Chapel Hill Town Council member Michael Parker said the rule was adopted for the neighborhoods of Chapel Hill.
“The purpose was largely to protect our neighborhoods and to avoid potential conflicts between homeowners and college students,” Parker said. “I think that generally speaking, it is viewed as something that offers some utility to our neighborhoods.”
Parker said he could not speak to when the rules were adopted, as it was before his tenure on town council. He said students have come to the council to express their displeasure of the rule.
"A couple of years ago, some students petitioned the council that the rule should be relaxed," he said. "I know certainly that parts of the students community have expressed displeasure with it."
Franklin Street Realty agent Hillary Fisher said it’s hard for her to have an opinion on the rule because she understands the arguments both for the rule and against it.
“I understand what a hardship it would be on students because it’s making the rent per room go up. It’s expensive,” she said. “I can also see it from the non-student perspective, who’s maybe a neighbor to students who have parties, and that can be a nuisance.
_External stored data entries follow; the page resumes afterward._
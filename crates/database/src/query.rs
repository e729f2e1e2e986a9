//! Paging and sorting for list endpoints.
//!
//! Query strings carry `page`, `limit` and `sort`. Sort keys are the JSON
//! field names; each repository maps them onto SQL expressions through a
//! whitelist so user input never reaches the `ORDER BY` clause verbatim.

use serde::{Deserialize, Serialize};

use crate::types::{DatabaseError, DatabaseResult};

pub const DEFAULT_PAGE: u32 = 1;
pub const DEFAULT_LIMIT: u32 = 25;
pub const MAX_LIMIT: u32 = 100;

#[derive(Debug, Clone, Default, Deserialize)]
pub struct ListQuery {
    pub page: Option<u32>,
    pub limit: Option<u32>,
    pub sort: Option<String>,
}

/// Sortable fields of one table: `(json name, sql expression)`.
pub type SortFields = &'static [(&'static str, &'static str)];

#[derive(Debug, Clone, PartialEq)]
pub struct ListParams {
    pub page: u32,
    pub limit: u32,
    pub order_by: String,
}

impl ListParams {
    /// Resolve a raw query against the sortable fields of a table.
    ///
    /// `default_order` is used when the query carries no sort key.
    pub fn resolve(
        query: &ListQuery,
        fields: SortFields,
        default_order: &str,
    ) -> DatabaseResult<Self> {
        let page = query.page.unwrap_or(DEFAULT_PAGE).max(1);
        let limit = query.limit.unwrap_or(DEFAULT_LIMIT).clamp(1, MAX_LIMIT);

        let mut clauses = Vec::new();
        if let Some(sort) = query.sort.as_deref() {
            for key in sort.split(',').map(str::trim).filter(|k| !k.is_empty()) {
                let (name, direction) = match key.strip_prefix('-') {
                    Some(name) => (name, "DESC"),
                    None => (key, "ASC"),
                };
                let column = fields
                    .iter()
                    .find(|(field, _)| *field == name)
                    .map(|(_, column)| *column)
                    .ok_or_else(|| {
                        DatabaseError::validation(format!("Cannot sort by `{name}`"))
                    })?;
                clauses.push(format!("{column} {direction}"));
            }
        }

        let order_by = if clauses.is_empty() {
            default_order.to_string()
        } else {
            clauses.join(", ")
        };

        Ok(Self {
            page,
            limit,
            order_by,
        })
    }

    pub fn offset(&self) -> i64 {
        i64::from(self.page - 1) * i64::from(self.limit)
    }
}

#[derive(Debug, Clone, Copy, PartialEq, Serialize)]
pub struct PageRef {
    pub page: u32,
    pub limit: u32,
}

#[derive(Debug, Clone, Default, PartialEq, Serialize)]
pub struct Pagination {
    #[serde(skip_serializing_if = "Option::is_none")]
    pub next: Option<PageRef>,
    #[serde(skip_serializing_if = "Option::is_none")]
    pub prev: Option<PageRef>,
}

#[derive(Debug, Clone)]
pub struct Page<T> {
    pub items: Vec<T>,
    pub total: i64,
    pub pagination: Pagination,
}

impl<T> Page<T> {
    pub fn new(items: Vec<T>, total: i64, params: &ListParams) -> Self {
        let end = params.offset() + i64::from(params.limit);
        let next = params
            .page
            .checked_add(1)
            .filter(|_| end < total)
            .map(|page| PageRef {
                page,
                limit: params.limit,
            });
        let prev = (params.page > 1).then_some(PageRef {
            page: params.page - 1,
            limit: params.limit,
        });
        Self {
            items,
            total,
            pagination: Pagination { next, prev },
        }
    }
}

#[cfg(test)]
mod tests {
    use super::*;

    const FIELDS: SortFields = &[("name", "p.name"), ("createdAt", "p.created_at")];

    fn query(page: Option<u32>, limit: Option<u32>, sort: Option<&str>) -> ListQuery {
        ListQuery {
            page,
            limit,
            sort: sort.map(str::to_string),
        }
    }

    #[test]
    fn defaults_apply_when_query_is_empty() {
        let params = ListParams::resolve(&ListQuery::default(), FIELDS, "p.id DESC").unwrap();
        assert_eq!(params.page, 1);
        assert_eq!(params.limit, 25);
        assert_eq!(params.order_by, "p.id DESC");
        assert_eq!(params.offset(), 0);
    }

    #[test]
    fn limit_is_clamped() {
        let params = ListParams::resolve(&query(Some(0), Some(1000), None), FIELDS, "p.id").unwrap();
        assert_eq!(params.page, 1);
        assert_eq!(params.limit, MAX_LIMIT);
    }

    #[test]
    fn sort_keys_map_to_columns() {
        let params =
            ListParams::resolve(&query(None, None, Some("-createdAt,name")), FIELDS, "p.id")
                .unwrap();
        assert_eq!(params.order_by, "p.created_at DESC, p.name ASC");
    }

    #[test]
    fn unknown_sort_key_is_rejected() {
        let err = ListParams::resolve(&query(None, None, Some("password")), FIELDS, "p.id")
            .unwrap_err();
        assert!(matches!(err, DatabaseError::ValidationError(_)));
    }

    #[test]
    fn pagination_links_follow_position() {
        let params = ListParams::resolve(&query(Some(2), Some(10), None), FIELDS, "p.id").unwrap();
        let page = Page::new(vec![(); 10], 35, &params);
        assert_eq!(page.pagination.next, Some(PageRef { page: 3, limit: 10 }));
        assert_eq!(page.pagination.prev, Some(PageRef { page: 1, limit: 10 }));

        let last = ListParams::resolve(&query(Some(4), Some(10), None), FIELDS, "p.id").unwrap();
        let page = Page::new(vec![(); 5], 35, &last);
        assert!(page.pagination.next.is_none());
    }

    #[test]
    fn last_representable_page_has_no_next_link() {
        let params =
            ListParams::resolve(&query(Some(u32::MAX), Some(MAX_LIMIT), None), FIELDS, "p.id")
                .unwrap();
        assert_eq!(params.offset(), i64::from(u32::MAX - 1) * i64::from(MAX_LIMIT));

        let page = Page::new(Vec::<()>::new(), i64::MAX, &params);
        assert!(page.pagination.next.is_none());
        assert_eq!(
            page.pagination.prev,
            Some(PageRef {
                page: u32::MAX - 1,
                limit: MAX_LIMIT
            })
        );
    }
}
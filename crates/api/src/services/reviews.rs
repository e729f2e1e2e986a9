use carelink_database::{
    CreateReviewRequest, ListParams, ListQuery, Page, Patient, Review, ReviewRepository,
    UpdateReviewRequest, REVIEW_SORT_FIELDS,
};
use sqlx::SqlitePool;

use super::error::ServiceError;
use super::points::{ensure_owner, find_point};

const DEFAULT_ORDER: &str = "r.created_at DESC, r.id DESC";

pub async fn find_review(pool: &SqlitePool, public_id: &str) -> Result<Review, ServiceError> {
    ReviewRepository::new(pool.clone())
        .find_by_public_id(public_id)
        .await?
        .ok_or_else(|| ServiceError::not_found(format!("No review found with the id of {public_id}")))
}

pub async fn list_reviews(
    pool: &SqlitePool,
    query: &ListQuery,
) -> Result<Page<Review>, ServiceError> {
    let params = ListParams::resolve(query, REVIEW_SORT_FIELDS, DEFAULT_ORDER)?;
    Ok(ReviewRepository::new(pool.clone()).list(&params).await?)
}

pub async fn list_for_point(
    pool: &SqlitePool,
    point_public_id: &str,
) -> Result<Vec<Review>, ServiceError> {
    let point = find_point(pool, point_public_id).await?;
    Ok(ReviewRepository::new(pool.clone())
        .list_for_point(point.id)
        .await?)
}

/// One review per patient per point; a second attempt is a duplicate.
pub async fn create_review(
    pool: &SqlitePool,
    patient: &Patient,
    point_public_id: &str,
    req: &CreateReviewRequest,
) -> Result<Review, ServiceError> {
    let point = find_point(pool, point_public_id).await?;
    let review = ReviewRepository::new(pool.clone())
        .create(point.id, patient.id, req)
        .await?;
    tracing::info!(review = %review.public_id, point = %point.public_id, "review added");
    Ok(review)
}

pub async fn update_review(
    pool: &SqlitePool,
    patient: &Patient,
    public_id: &str,
    req: &UpdateReviewRequest,
) -> Result<Review, ServiceError> {
    let review = find_review(pool, public_id).await?;
    ensure_owner(patient, review.patient_id, "update", "review")?;
    Ok(ReviewRepository::new(pool.clone())
        .update(review.id, req)
        .await?)
}

pub async fn delete_review(
    pool: &SqlitePool,
    patient: &Patient,
    public_id: &str,
) -> Result<(), ServiceError> {
    let review = find_review(pool, public_id).await?;
    ensure_owner(patient, review.patient_id, "delete", "review")?;
    ReviewRepository::new(pool.clone()).delete(review.id).await?;
    Ok(())
}
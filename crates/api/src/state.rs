use std::sync::Arc;

use axum::http::HeaderMap;
use carelink_auth::{Account, Authenticator};
use carelink_chat::ChatHub;
use carelink_config::AppConfig;
use sqlx::SqlitePool;

use crate::services::stats::StatsService;
use crate::util::require_token;
use crate::ApiError;

/// Cookie and socket settings handlers need at request time.
#[derive(Debug, Clone)]
pub struct SessionSettings {
    pub cookie_expire_days: u32,
    pub secure_cookies: bool,
    pub outbound_buffer: usize,
}

impl SessionSettings {
    pub fn from_config(config: &AppConfig) -> Self {
        Self {
            cookie_expire_days: config.auth.cookie_expire_days,
            secure_cookies: config.auth.secure_cookies,
            outbound_buffer: config.chat.outbound_buffer.max(1),
        }
    }
}

impl Default for SessionSettings {
    fn default() -> Self {
        Self::from_config(&AppConfig::default())
    }
}

#[derive(Clone)]
pub struct AppState {
    db_pool: SqlitePool,
    authenticator: Authenticator,
    hub: Arc<ChatHub>,
    stats: StatsService,
    settings: SessionSettings,
}

impl AppState {
    pub fn new(
        db_pool: SqlitePool,
        authenticator: Authenticator,
        hub: Arc<ChatHub>,
        stats: StatsService,
        settings: SessionSettings,
    ) -> Self {
        Self {
            db_pool,
            authenticator,
            hub,
            stats,
            settings,
        }
    }

    pub fn db_pool(&self) -> &SqlitePool {
        &self.db_pool
    }

    pub fn authenticator(&self) -> &Authenticator {
        &self.authenticator
    }

    pub fn hub(&self) -> &Arc<ChatHub> {
        &self.hub
    }

    pub fn stats(&self) -> &StatsService {
        &self.stats
    }

    pub fn settings(&self) -> &SessionSettings {
        &self.settings
    }

    pub async fn authenticate(&self, token: &str) -> Result<Account, ApiError> {
        self.authenticator
            .authenticate(token)
            .await
            .map_err(ApiError::from)
    }

    /// Resolve the caller from the bearer header or the `token` cookie.
    pub async fn protect(&self, headers: &HeaderMap) -> Result<Account, ApiError> {
        let token = require_token(headers)?;
        self.authenticate(&token).await
    }
}
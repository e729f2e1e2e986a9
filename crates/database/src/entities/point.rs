//! Donation point entity

use serde::{Deserialize, Serialize};

use crate::types::{DatabaseError, DatabaseResult};
use crate::validation;

#[derive(Debug, Clone, PartialEq, Serialize, sqlx::FromRow)]
#[serde(rename_all = "camelCase")]
pub struct Point {
    #[serde(skip)]
    pub id: i64,
    #[serde(rename = "id")]
    pub public_id: String,
    #[serde(skip)]
    pub patient_id: i64,
    /// Public id of the owning patient.
    pub patient: String,
    pub name: String,
    pub description: String,
    pub address: String,
    pub latitude: f64,
    pub longitude: f64,
    pub phone: Option<String>,
    pub email: Option<String>,
    pub average_rating: Option<f64>,
    pub created_at: String,
}

#[derive(Debug, Clone, Deserialize)]
#[serde(rename_all = "camelCase")]
pub struct CreatePointRequest {
    #[serde(default)]
    pub name: String,
    #[serde(default)]
    pub description: String,
    #[serde(default)]
    pub address: String,
    pub latitude: Option<f64>,
    pub longitude: Option<f64>,
    pub phone: Option<String>,
    pub email: Option<String>,
}

#[derive(Debug, Clone, Default, Deserialize)]
#[serde(rename_all = "camelCase")]
pub struct UpdatePointRequest {
    pub name: Option<String>,
    pub description: Option<String>,
    pub address: Option<String>,
    pub latitude: Option<f64>,
    pub longitude: Option<f64>,
    pub phone: Option<String>,
    pub email: Option<String>,
}

fn validate_fields(
    name: &str,
    description: &str,
    address: &str,
    latitude: f64,
    longitude: f64,
    phone: Option<&str>,
    email: Option<&str>,
) -> DatabaseResult<()> {
    validation::require(name, "Please add a name")?;
    validation::max_chars(name, 50, "Name can not be more than 50 characters")?;
    validation::require(description, "Please add a description")?;
    validation::max_chars(
        description,
        500,
        "Description can not be more than 500 characters",
    )?;
    validation::require(address, "Please add an address")?;
    if !(-90.0..=90.0).contains(&latitude) {
        return Err(DatabaseError::validation("Latitude must be between -90 and 90"));
    }
    if !(-180.0..=180.0).contains(&longitude) {
        return Err(DatabaseError::validation(
            "Longitude must be between -180 and 180",
        ));
    }
    if let Some(phone) = phone {
        validation::max_chars(phone, 20, "Phone number can not be longer than 20 characters")?;
    }
    if let Some(email) = email {
        validation::email(email)?;
    }
    Ok(())
}

impl CreatePointRequest {
    pub fn validate(&self) -> DatabaseResult<()> {
        let latitude = self
            .latitude
            .ok_or_else(|| DatabaseError::validation("Please add a latitude"))?;
        let longitude = self
            .longitude
            .ok_or_else(|| DatabaseError::validation("Please add a longitude"))?;
        validate_fields(
            &self.name,
            &self.description,
            &self.address,
            latitude,
            longitude,
            self.phone.as_deref(),
            self.email.as_deref(),
        )
    }
}

impl UpdatePointRequest {
    pub fn apply(&self, point: &mut Point) {
        if let Some(name) = &self.name {
            point.name = name.trim().to_string();
        }
        if let Some(description) = &self.description {
            point.description = description.trim().to_string();
        }
        if let Some(address) = &self.address {
            point.address = address.trim().to_string();
        }
        if let Some(latitude) = self.latitude {
            point.latitude = latitude;
        }
        if let Some(longitude) = self.longitude {
            point.longitude = longitude;
        }
        if self.phone.is_some() {
            point.phone = self.phone.clone();
        }
        if self.email.is_some() {
            point.email = self.email.clone();
        }
    }
}

impl Point {
    pub fn validate(&self) -> DatabaseResult<()> {
        validate_fields(
            &self.name,
            &self.description,
            &self.address,
            self.latitude,
            self.longitude,
            self.phone.as_deref(),
            self.email.as_deref(),
        )
    }
}
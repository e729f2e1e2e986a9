//! JWT issuing and validation.

use chrono::{DateTime, Duration, Utc};
use jsonwebtoken::{decode, encode, Algorithm, DecodingKey, EncodingKey, Header, Validation};
use serde::{Deserialize, Serialize};

use crate::{AccountKind, AuthError};

#[derive(Debug, Clone, PartialEq, Serialize, Deserialize)]
pub struct Claims {
    /// Public id of the account.
    pub sub: String,
    pub kind: AccountKind,
    pub role: String,
    pub iat: i64,
    pub exp: i64,
    pub iss: String,
}

#[derive(Debug, Clone)]
pub struct IssuedToken {
    pub token: String,
    pub expires_at: DateTime<Utc>,
}

pub struct JwtManager {
    encoding_key: EncodingKey,
    decoding_key: DecodingKey,
    issuer: String,
    token_duration: Duration,
}

impl JwtManager {
    pub fn new(secret: &str, issuer: impl Into<String>) -> Self {
        Self {
            encoding_key: EncodingKey::from_secret(secret.as_bytes()),
            decoding_key: DecodingKey::from_secret(secret.as_bytes()),
            issuer: issuer.into(),
            token_duration: Duration::days(30),
        }
    }

    pub fn with_duration(mut self, duration: Duration) -> Self {
        self.token_duration = duration;
        self
    }

    pub fn issue(&self, subject: &str, kind: AccountKind, role: &str) -> Result<IssuedToken, AuthError> {
        let now = Utc::now();
        let expires_at = now + self.token_duration;
        let claims = Claims {
            sub: subject.to_string(),
            kind,
            role: role.to_string(),
            iat: now.timestamp(),
            exp: expires_at.timestamp(),
            iss: self.issuer.clone(),
        };

        let token = encode(&Header::new(Algorithm::HS256), &claims, &self.encoding_key)?;
        Ok(IssuedToken { token, expires_at })
    }

    pub fn validate(&self, token: &str) -> Result<Claims, AuthError> {
        let mut validation = Validation::new(Algorithm::HS256);
        validation.set_issuer(&[&self.issuer]);
        validation.leeway = 0;

        let data = decode::<Claims>(token, &self.decoding_key, &validation)?;
        Ok(data.claims)
    }
}
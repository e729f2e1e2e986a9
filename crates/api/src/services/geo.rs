//! Great-circle distances for radius search.

/// Mean Earth radius in miles.
pub const EARTH_RADIUS_MILES: f64 = 3963.0;

/// Haversine distance between two coordinates, in miles.
pub fn distance_miles(lat1: f64, lng1: f64, lat2: f64, lng2: f64) -> f64 {
    let (phi1, phi2) = (lat1.to_radians(), lat2.to_radians());
    let d_phi = (lat2 - lat1).to_radians();
    let d_lambda = (lng2 - lng1).to_radians();

    let a = (d_phi / 2.0).sin().powi(2) + phi1.cos() * phi2.cos() * (d_lambda / 2.0).sin().powi(2);
    2.0 * EARTH_RADIUS_MILES * a.sqrt().clamp(-1.0, 1.0).asin()
}

pub fn within_radius(
    center_lat: f64,
    center_lng: f64,
    lat: f64,
    lng: f64,
    radius_miles: f64,
) -> bool {
    distance_miles(center_lat, center_lng, lat, lng) <= radius_miles
}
So there are two sides of it.”
Bill Bracey, owner of Arbor Realty and broker for Franklin Street Realty, said he thinks the rules should be adopted for different zones in Chapel Hill, rather than the entire town.
"To make it a rule for the entire town, that’s just people trying to make their lives easier to have a simple, straightforward, black and white rule,” he said. "It would be better if there were areas of town where it was expected (to have more than four people) and that be totally fine, and other areas where it’d be completely inappropriate.”
Bracey owns and is the landlord of a five-bedroom property off of East Rosemary Street, but he says he abides by the housing code and only rents out four of the rooms for fear of being sued if the fifth tenant got kicked out.
Any more than four unrelated people results in fines of up to $100 per day after the first offense, $200 per day after the second offense within 180 days, and then $500 per day after the third offense within 365 days.
Bracey said he understands the need for the rule, but that it hurts college students.
“I get it why it exists, but it’s unfortunate because for one thing, rents are expensive, and it helps college students to have people share the rent," he said. "A lot of the reasons from both sides are understandable."